He couldn’t finish the sentence. Something about coming clean all the way, getting to that last absurd leap of logic was just too much. It wasn’t like it mattered. Dean would never believe him, anyway.

That was around the time they pulled into Castiel’s driveway. Dean turned off the ignition, but they both stayed in their seats.

“The way we started, I know this can’t be what I wanted it to be,” Cas admitted, instead of burdening Dean with the full truth that he could never accept. “I know what I did was unforgivable. I know we’re a danger to each other. But for all the wrong I did, I have never lied to you about how I felt.”

He looked up at Dean, as he finished, and knew he had said his piece. Dean was looking back at him. He honestly expected more anger to flare behind Dean’s eyes, but looking at him now, all he saw was the exhaustion. The ghost of the last few days, of the coming-to-terms, and this… this was all just closure. This was just laying it all out on the table so Dean could pack it away in a little box and bury it. Maybe that’s what it should have been for Castiel, too, to get these confessions out of the space between his ribs, but all it left him with was the hopeless knowledge that the consequences, when they finally caved in on him, only brought more suffering for them both.

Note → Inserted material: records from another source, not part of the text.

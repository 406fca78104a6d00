//! JSON-RPC 2.0 envelopes as framed on an MCP stdio transport.

use serde::{Deserialize, Serialize};
use serde_json::Value;

use super::TransportError;

pub const JSONRPC_VERSION: &str = "2.0";
/// Correlation id carried by every request; calls are single-flight.
pub const FIXED_REQUEST_ID: u64 = 1;

/// Outbound request.
#[derive(Debug, Clone, Serialize, Deserialize, PartialEq)]
pub struct RpcRequest {
    pub jsonrpc: String,
    pub method: String,
    pub params: Value,
    pub id: u64,
}

impl RpcRequest {
    pub fn new(method: impl Into<String>, params: Value) -> Self {
        Self {
            jsonrpc: JSONRPC_VERSION.to_string(),
            method: method.into(),
            params,
            id: FIXED_REQUEST_ID,
        }
    }

    /// One line of JSON, newline-terminated.
    pub fn to_line(&self) -> Result<String, TransportError> {
        let mut line = serde_json::to_string(self).map_err(TransportError::Encode)?;
        line.push('\n');
        Ok(line)
    }
}

/// Error object inside a response.
#[derive(Debug, Clone, Serialize, Deserialize, PartialEq)]
pub struct RpcErrorObject {
    #[serde(default)]
    pub code: i64,
    #[serde(default)]
    pub message: String,
    #[serde(default, skip_serializing_if = "Option::is_none")]
    pub data: Option<Value>,
}

/// What one inbound line turned out to be.
#[derive(Debug, Clone, PartialEq)]
pub enum Inbound {
    Result(Value),
    Error(RpcErrorObject),
    /// Server-initiated message with a method and no id; not a reply.
    Notification(String),
}

/// Classify one inbound line.
///
/// A line that is not JSON is a decode error; a JSON object with neither
/// `result` nor `error` (and not a notification) is a protocol error.
pub fn decode_line(line: &str) -> Result<Inbound, TransportError> {
    let value: Value =
        serde_json::from_str(line).map_err(|source| TransportError::Decode {
            line: line.to_string(),
            source,
        })?;
    let Some(object) = value.as_object() else {
        return Err(TransportError::Protocol(format!(
            "expected a JSON object, got: {line}"
        )));
    };

    if let Some(error) = object.get("error") {
        let error = match serde_json::from_value::<RpcErrorObject>(error.clone()) {
            Ok(parsed) => parsed,
            Err(_) => RpcErrorObject {
                code: 0,
                message: error.to_string(),
                data: None,
            },
        };
        return Ok(Inbound::Error(error));
    }
    if let Some(result) = object.get("result") {
        return Ok(Inbound::Result(result.clone()));
    }
    if let (Some(method), None) = (object.get("method").and_then(Value::as_str), object.get("id"))
    {
        return Ok(Inbound::Notification(method.to_string()));
    }
    Err(TransportError::Protocol(format!(
        "response has neither `result` nor `error`: {line}"
    )))
}
//! Run-to-completion execution with a deadline.

use std::process::ExitStatus;
use std::time::{Duration, Instant};

use super::capture::OutputCapture;
use super::command::CommandSpec;
use super::signal::force_kill;
use super::{ProcessError, RunResult, RunStatus, elapsed_ms};

/// Deadline applied when the caller passes `0` (or any non-sentinel value
/// below zero).
pub const DEFAULT_TIMEOUT: Duration = Duration::from_secs(30);
/// Timeout value meaning "wait for as long as the process runs".
pub const NO_TIMEOUT: i64 = -1;

/// How long reader tasks may keep draining after the child is gone.
const CAPTURE_DRAIN_GRACE: Duration = Duration::from_secs(2);
/// How long to wait for the kernel to reap a killed child.
const REAP_GRACE: Duration = Duration::from_secs(5);

/// Time bound for a foreground run.
#[derive(Debug, Clone, Copy, PartialEq, Eq)]
pub enum Deadline {
    After(Duration),
    Unbounded,
}

impl Deadline {
    /// Interpret a caller-supplied timeout in seconds.
    ///
    /// `NO_TIMEOUT` disables the deadline; `0` and other negative values fall
    /// back to `DEFAULT_TIMEOUT`.
    #[must_use]
    pub fn from_seconds(seconds: i64) -> Self {
        if seconds == NO_TIMEOUT {
            return Deadline::Unbounded;
        }
        match u64::try_from(seconds) {
            Ok(0) | Err(_) => Deadline::After(DEFAULT_TIMEOUT),
            Ok(secs) => Deadline::After(Duration::from_secs(secs)),
        }
    }

    #[must_use]
    pub fn duration(self) -> Option<Duration> {
        match self {
            Deadline::After(limit) => Some(limit),
            Deadline::Unbounded => None,
        }
    }
}

impl Default for Deadline {
    fn default() -> Self {
        Deadline::After(DEFAULT_TIMEOUT)
    }
}

enum Outcome {
    Finished(std::io::Result<ExitStatus>),
    TimedOut,
}

/// Executes a `CommandSpec` and waits for it, racing completion against the
/// deadline.
#[derive(Debug, Clone)]
pub struct ForegroundRunner {
    drain_grace: Duration,
}

impl Default for ForegroundRunner {
    fn default() -> Self {
        Self {
            drain_grace: CAPTURE_DRAIN_GRACE,
        }
    }
}

impl ForegroundRunner {
    pub fn new() -> Self {
        Self::default()
    }

    /// Run `spec` to completion or deadline.
    ///
    /// Spawn failures come back as a `failed` result; a deadline hit kills
    /// the process group, reaps it, and reports `timeout` with the output
    /// captured up to that point.
    pub async fn run(&self, spec: &CommandSpec, deadline: Deadline) -> RunResult {
        let started = Instant::now();
        let mut command = spec.to_command();
        command.kill_on_drop(true);

        let mut child = match command.spawn() {
            Ok(child) => child,
            Err(err) => {
                let err = ProcessError::spawn(spec.program(), err);
                tracing::warn!(program = spec.program(), "{err}");
                return RunResult::spawn_failed(&err);
            }
        };

        let pid = child.id();
        let capture = OutputCapture::new();
        let readers = capture.attach(&mut child);
        tracing::debug!(?pid, command = %spec.display(), ?deadline, "spawned foreground process");

        let outcome = match deadline {
            Deadline::Unbounded => Outcome::Finished(child.wait().await),
            Deadline::After(limit) => {
                let finished = tokio::select! {
                    status = child.wait() => Some(status),
                    () = tokio::time::sleep(limit) => None,
                };
                match finished {
                    Some(status) => Outcome::Finished(status),
                    None => {
                        tracing::info!(?pid, "foreground process exceeded {limit:?}; killing");
                        force_kill(&mut child, pid);
                        if tokio::time::timeout(REAP_GRACE, child.wait()).await.is_err() {
                            tracing::warn!(?pid, "killed process was not reaped within {REAP_GRACE:?}");
                        }
                        Outcome::TimedOut
                    }
                }
            }
        };

        readers.finish(self.drain_grace).await;

        let (status, exit_code) = match outcome {
            Outcome::Finished(Ok(exit)) => {
                let status = if exit.success() {
                    RunStatus::Completed
                } else {
                    RunStatus::Failed
                };
                (status, exit.code())
            }
            Outcome::Finished(Err(err)) => {
                capture.note_stderr(&format!("Failed to wait for process: {err}"));
                (RunStatus::Failed, None)
            }
            Outcome::TimedOut => (RunStatus::Timeout, None),
        };

        RunResult {
            stdout: capture.stdout_text(),
            stderr: capture.stderr_text(),
            pid: None,
            status,
            exit_code,
            duration_ms: Some(elapsed_ms(started)),
        }
    }
}

#[cfg(all(test, unix))]
mod tests {
    use super::*;
    use crate::process::signal::pid_is_alive;
    use pretty_assertions::assert_eq;
    use tempfile::tempdir;

    fn sh(script: &str, dir: &std::path::Path) -> CommandSpec {
        CommandSpec::new("sh", dir).args(["-c", script])
    }

    #[test]
    fn timeout_seconds_mapping() {
        assert_eq!(Deadline::from_seconds(0), Deadline::After(DEFAULT_TIMEOUT));
        assert_eq!(Deadline::from_seconds(-5), Deadline::After(DEFAULT_TIMEOUT));
        assert_eq!(Deadline::from_seconds(i64::MIN), Deadline::After(DEFAULT_TIMEOUT));
        assert_eq!(Deadline::from_seconds(NO_TIMEOUT), Deadline::Unbounded);
        assert_eq!(
            Deadline::from_seconds(7),
            Deadline::After(Duration::from_secs(7))
        );
        assert_eq!(Deadline::Unbounded.duration(), None);
    }

    #[tokio::test]
    async fn completes_before_deadline() {
        let tmp = tempdir().expect("tempdir");
        let result = ForegroundRunner::new()
            .run(&sh("echo hello; echo oops >&2", tmp.path()), Deadline::from_seconds(5))
            .await;

        assert_eq!(result.status, RunStatus::Completed);
        assert_eq!(result.stdout, "hello\n");
        assert_eq!(result.stderr, "oops\n");
        assert_eq!(result.exit_code, Some(0));
        assert!(result.pid.is_none());
    }

    #[tokio::test]
    async fn non_zero_exit_is_failed_not_timeout() {
        let tmp = tempdir().expect("tempdir");
        let result = ForegroundRunner::new()
            .run(&sh("echo partial; exit 3", tmp.path()), Deadline::from_seconds(5))
            .await;

        assert_eq!(result.status, RunStatus::Failed);
        assert_eq!(result.exit_code, Some(3));
        assert_eq!(result.stdout, "partial\n");
    }

    #[tokio::test]
    async fn deadline_kills_and_keeps_partial_output() {
        let tmp = tempdir().expect("tempdir");
        let spec = sh("echo started; exec sleep 30", tmp.path());
        let started = Instant::now();
        let result = ForegroundRunner::new()
            .run(&spec, Deadline::After(Duration::from_millis(500)))
            .await;

        assert_eq!(result.status, RunStatus::Timeout);
        assert_eq!(result.stdout, "started\n");
        assert!(started.elapsed() < Duration::from_secs(10));
    }

    #[tokio::test]
    async fn timed_out_process_is_not_left_running() {
        let tmp = tempdir().expect("tempdir");
        let pid_file = tmp.path().join("pid");
        let script = format!("echo $$ > {}; exec sleep 30", pid_file.display());
        let result = ForegroundRunner::new()
            .run(&sh(&script, tmp.path()), Deadline::After(Duration::from_millis(500)))
            .await;
        assert_eq!(result.status, RunStatus::Timeout);

        let pid: u32 = std::fs::read_to_string(&pid_file)
            .expect("pid file")
            .trim()
            .parse()
            .expect("pid");
        assert!(!pid_is_alive(pid), "process {pid} still alive after timeout");
    }

    #[tokio::test]
    async fn missing_executable_is_a_failed_result() {
        let tmp = tempdir().expect("tempdir");
        let spec = CommandSpec::new("definitely-not-a-real-binary-4242", tmp.path());
        let result = ForegroundRunner::new().run(&spec, Deadline::default()).await;

        assert_eq!(result.status, RunStatus::Failed);
        assert!(result.stderr.contains("definitely-not-a-real-binary-4242"));
    }

    #[tokio::test]
    async fn empty_arguments_are_forwarded() {
        let tmp = tempdir().expect("tempdir");
        let spec = CommandSpec::new("sh", tmp.path()).args(["-c", "echo $#", "sh", "", "x", ""]);
        let result = ForegroundRunner::new().run(&spec, Deadline::default()).await;

        assert_eq!(result.status, RunStatus::Completed);
        assert_eq!(result.stdout, "3\n");
    }

    #[tokio::test]
    async fn env_overlay_reaches_the_child() {
        let tmp = tempdir().expect("tempdir");
        let spec = sh("printf %s \"$TOOLBELT_TEST_VALUE\"", tmp.path())
            .env("TOOLBELT_TEST_VALUE", "overlay");
        let result = ForegroundRunner::new().run(&spec, Deadline::Unbounded).await;

        assert_eq!(result.status, RunStatus::Completed);
        assert_eq!(result.stdout, "overlay");
    }
}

“Thank you,” Dean said, quiet and broken, and Cas had no idea what he was being thanked for.

“Whatever you feel you need to do with that information, you should do,” Cas said, after a pause. “But on compassionate grounds, seeing as I’m probably dying, I’d appreciate not having to die in prison for attempted murder.”

To Cas’ shock, Dean laughed. It was one of his half-scoffs, the way he’d laugh at his own joke before he even said it, and though the smile it accompanied didn’t quite reach Dean’s eyes, Cas was falling over himself for those crumbs of the man he’d fallen in love with.

“I don’t think they do the witch trials anymore, lucky for you,” he said, pinching the bridge of his nose. “And, uh, speaking of which… or speaking of witches…”

“What?”

“Aren’t you forgetting something?” Dean asked.

It took several moments for Cas to catch up, but he got there eventually. “I believe what I practice,” he said, the simplest explanation possible. “But I figure ‘demons are real’ is a hard sell, and you’ve heard enough bombshells for one day.”

Dean shook his head. “Ok, my turn,” he said. “I have a story. It starts with Meg tracking me down in a coffee shop, yadda yadda yadda, it ends with her stabbing me with a fork.”

Cas blinked at him. “What?”

With a shrug, Dean nodded. “Yeah,” he said. “Right through my hand, into the linoleum countertop, blood everywhere. And she said ‘keep track of how long that takes to heal’ and then ran before the baristas called the cops.”

Not knowing what else to say, Cas just said, “I’m sorry.”

“It took about seven minutes,” Dean said. He held out his hand, showing Cas the back and the palm. 

There was a long minute, in which they were both, it seemed, gauging the other’s reaction. 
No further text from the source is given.